Édouard, frêle bébé né en 1946 à la Taille, ses premières années, les photos
d'école où il était assis dans sa classe les bras croisés posés sur son petit bureau. Les photos d'Édouard en communiant. Maxime ne retenait jamais le nom attribué autrefois aux deux
communions, ni leur ordre. Il était seulement baptisé et n'avait reçu aucune éducation religieuse depuis le décès de Pierre au grand dam de Toinette qui le déplorait. Mais elle ne faisait jamais
plus de commentaires sur le sujet. Édouard à l'armée avec son calot d'aviateur, la gauloise au bec. Grand-mère disait qu'il le portait pour frimer, il travaillait dans les bureaux à Clamart. Le
mariage de l'aîné en grande pompe, magnifique en habit et gants beurre frais, Mathilde à ses côtés, son voile en tulle relevé à la sortie de l'église. L'image d'un bonheur éclatant. Naissance des
quatre cousins inconnus, Jérôme, Brune, Colombe, photos d'eux en bas âge et plus âgés et le petit dernier Xavier, nourrisson, puis plus rien...

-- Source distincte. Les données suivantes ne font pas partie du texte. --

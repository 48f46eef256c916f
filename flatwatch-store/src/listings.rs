//! Listing-cache table: write-through upserts, the read-through query and
//! the daily sweep.

use async_trait::async_trait;
use chrono::{DateTime, Utc};
use sqlx::postgres::PgRow;
use sqlx::Row;

use flatwatch_core::storage::ListingCacheStore;
use flatwatch_core::{listing_content_hash, normalize};
use flatwatch_types::{
    CachedListing, FlatwatchError, Listing, ListingStatus, SearchQuery, SellerType,
};

use crate::{db_err, Store};

/// Days a `deleted` row survives before the sweep hard-deletes it.
const DELETED_RETENTION_DAYS: i32 = 7;

/// Rows the sweep touches per run when refreshing stale `last_seen_at`.
const SWEEP_TOUCH_LIMIT: i64 = 100;

#[async_trait]
impl ListingCacheStore for Store {
    async fn cache_batch(
        &self,
        listings: &[Listing],
        default_city: &str,
    ) -> Result<usize, FlatwatchError> {
        let mut written = 0usize;
        for listing in listings {
            let city = normalize::city_from_address(&listing.address, default_city);
            let photos =
                serde_json::to_string(&listing.photos).unwrap_or_else(|_| "[]".to_string());
            let result = sqlx::query(
                "INSERT INTO cached_listings
                   (id, source, title, price, currency, price_usd, price_byn, rooms, area,
                    address, url, city, floor, total_floors, year_built, description, photos,
                    seller_type, content_hash, status, first_seen_at, last_seen_at, updated_at)
                 VALUES ($1, $2, $3, $4, $5, $6, $7, $8, $9, $10, $11, $12, $13, $14, $15,
                         $16, $17, $18, $19, 'active', now(), now(), now())
                 ON CONFLICT (id) DO UPDATE SET
                   title = EXCLUDED.title,
                   price = EXCLUDED.price,
                   currency = EXCLUDED.currency,
                   price_usd = EXCLUDED.price_usd,
                   price_byn = EXCLUDED.price_byn,
                   rooms = EXCLUDED.rooms,
                   area = EXCLUDED.area,
                   address = EXCLUDED.address,
                   url = EXCLUDED.url,
                   city = EXCLUDED.city,
                   floor = EXCLUDED.floor,
                   total_floors = EXCLUDED.total_floors,
                   year_built = EXCLUDED.year_built,
                   description = EXCLUDED.description,
                   photos = EXCLUDED.photos,
                   seller_type = EXCLUDED.seller_type,
                   content_hash = EXCLUDED.content_hash,
                   status = 'active',
                   last_seen_at = now(),
                   updated_at = now()",
            )
            .bind(&listing.id)
            .bind(&listing.source)
            .bind(&listing.title)
            .bind(listing.price)
            .bind(&listing.currency)
            .bind(listing.price_usd)
            .bind(listing.price_byn)
            .bind(listing.rooms as i32)
            .bind(listing.area)
            .bind(&listing.address)
            .bind(&listing.url)
            .bind(city)
            .bind(&listing.floor)
            .bind(&listing.total_floors)
            .bind(&listing.year_built)
            .bind(&listing.description)
            .bind(photos)
            .bind(listing.seller.as_str())
            .bind(listing_content_hash(listing))
            .execute(self.pool())
            .await;

            match result {
                Ok(_) => written += 1,
                Err(e) => {
                    // Writes are best-effort; a failed row never fails a run.
                    tracing::warn!(id = %listing.id, error = %e, "cache upsert failed");
                }
            }
        }
        Ok(written)
    }

    async fn read_cache(
        &self,
        query: &SearchQuery,
        limit: u32,
    ) -> Result<Vec<CachedListing>, FlatwatchError> {
        let rows = sqlx::query(
            "SELECT * FROM cached_listings
             WHERE city = $1
               AND rooms >= $2 AND rooms <= $3
               AND price >= $4 AND price <= $5
               AND status = 'active'
             ORDER BY updated_at DESC
             LIMIT $6",
        )
        .bind(&query.city_slug)
        .bind(query.min_rooms as i32)
        .bind(query.max_rooms as i32)
        .bind(query.min_price)
        .bind(query.max_price)
        .bind(i64::from(limit))
        .fetch_all(self.pool())
        .await
        .map_err(db_err)?;

        let mut listings = Vec::with_capacity(rows.len());
        for row in rows {
            listings.push(row_to_cached(&row)?);
        }
        tracing::info!(count = listings.len(), city = %query.city_slug, "cache read");
        Ok(listings)
    }

    async fn mark_deleted(&self, listing_id: &str) -> Result<(), FlatwatchError> {
        sqlx::query(
            "UPDATE cached_listings SET status = 'deleted', updated_at = now() WHERE id = $1",
        )
        .bind(listing_id)
        .execute(self.pool())
        .await
        .map_err(db_err)?;
        Ok(())
    }

    async fn daily_sweep(&self) -> Result<u64, FlatwatchError> {
        let touched = sqlx::query(
            "UPDATE cached_listings SET last_seen_at = now()
             WHERE id IN (
                SELECT id FROM cached_listings
                WHERE status = 'active' AND last_seen_at < now() - interval '1 day'
                LIMIT $1
             )",
        )
        .bind(SWEEP_TOUCH_LIMIT)
        .execute(self.pool())
        .await
        .map_err(db_err)?
        .rows_affected();

        let purged = sqlx::query(
            "DELETE FROM cached_listings
             WHERE status = 'deleted' AND updated_at < now() - make_interval(days => $1)",
        )
        .bind(DELETED_RETENTION_DAYS)
        .execute(self.pool())
        .await
        .map_err(db_err)?
        .rows_affected();

        tracing::info!(touched, purged, "cache sweep done");
        Ok(touched)
    }
}

fn row_to_cached(row: &PgRow) -> Result<CachedListing, FlatwatchError> {
    let photos: Vec<String> = row
        .try_get::<String, _>("photos")
        .ok()
        .and_then(|raw| serde_json::from_str(&raw).ok())
        .unwrap_or_default();

    let listing = Listing {
        id: row.try_get("id").map_err(db_err)?,
        source: row.try_get("source").map_err(db_err)?,
        title: row.try_get("title").map_err(db_err)?,
        price: row.try_get("price").map_err(db_err)?,
        currency: row.try_get("currency").map_err(db_err)?,
        price_usd: row.try_get("price_usd").map_err(db_err)?,
        price_byn: row.try_get("price_byn").map_err(db_err)?,
        rooms: row.try_get::<i32, _>("rooms").map_err(db_err)?.max(0) as u32,
        area: row.try_get("area").map_err(db_err)?,
        address: row.try_get("address").map_err(db_err)?,
        url: row.try_get("url").map_err(db_err)?,
        photos,
        floor: row.try_get("floor").map_err(db_err)?,
        total_floors: row.try_get("total_floors").map_err(db_err)?,
        year_built: row.try_get("year_built").map_err(db_err)?,
        description: row.try_get("description").map_err(db_err)?,
        seller: SellerType::parse(&row.try_get::<String, _>("seller_type").map_err(db_err)?),
        ..Listing::default()
    };

    Ok(CachedListing {
        listing,
        city: row.try_get("city").map_err(db_err)?,
        content_hash: row.try_get("content_hash").map_err(db_err)?,
        status: ListingStatus::parse(&row.try_get::<String, _>("status").map_err(db_err)?),
        first_seen_at: row.try_get::<DateTime<Utc>, _>("first_seen_at").map_err(db_err)?,
        last_seen_at: row.try_get::<DateTime<Utc>, _>("last_seen_at").map_err(db_err)?,
        updated_at: row.try_get::<DateTime<Utc>, _>("updated_at").map_err(db_err)?,
    })
}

Pierre, bébé dodu né en 1961, ses premières photos avec son frère déjà
adolescent souriant à ses côtés. Pierre un peu rond en communiant. Pierre et son 13ème gâteau d'anniversaire, à cheval, à la pêche, aux scouts. Maxime ouvrit un deuxième album, Noël 1971 à la
Taille avec Édouard et Mathilde, jeunes mariés puis un troisième et encore un autre pour arriver aux photos où Marie-Aimée figurait en bonne place. Pâques 1985, les fiançailles de ses parents, si
jeunes et tout sourire : la promise était ravissante dans sa robe de soie bleu ciel, le promis un peu engoncé dans son costume de ville. Il avait toujours eu une forte corpulence et n'aimait pas
se trouver coincé dans des vêtements trop ajustés. Mais là, il s'était senti obligé de faire un effort. Les photos du mariage enfin en septembre 1985: la mariée sublime dans son imprimé de coton
blanc éclatant, le marié, presque beau, en costume noir, une fleur blanche à la boutonnière. On reconnaissait l'église romane de la Taille avec ses fresques du XVème siècle protégées par un
infâme plâtre appliqué selon le goût du XIXème siècle qui avait été d'une utilité involontaire. Le mariage champêtre : le banquet, la grande photographie en noir et blanc des invités. Maxime
chercha Édouard, toujours aussi bel homme et le trouva à côté de la mariée radieuse. On aurait dit le couple parfait. Maxime était étonné de ne pas voir Mathilde. Une autre photo ensuite défila
sous ses yeux puis une suivante. Enfin, il vit au premier plan la tante assise grimaçante regardant fixement devant elle. Pourquoi cette expression ? Maxime suivant son regard vit un groupe de
personnes autour de la mariée prise de profil. Il s'y arrêta encore, examinant les deux plans du cliché. Il cherchait à comprendre, fouillant encore dans le tiroir du secrétaire pour chercher une
loupe dont on se servait habituellement pour la collection de timbres. Il ajusta la lentille sur le groupe et chercha à identifier les personnages autour de la mariée, ce qui n'était pas aisé
pour lui, l'essentiel des individus figurant de dos ou de profil. Mais un détail attira soudainement son regard. Maxime continua à feuilleter l'album sans trouver ce qu'il cherchait, puis revint
à la photographie en cause et la retira résolument de l'album. Il était décidé à percer le mystère.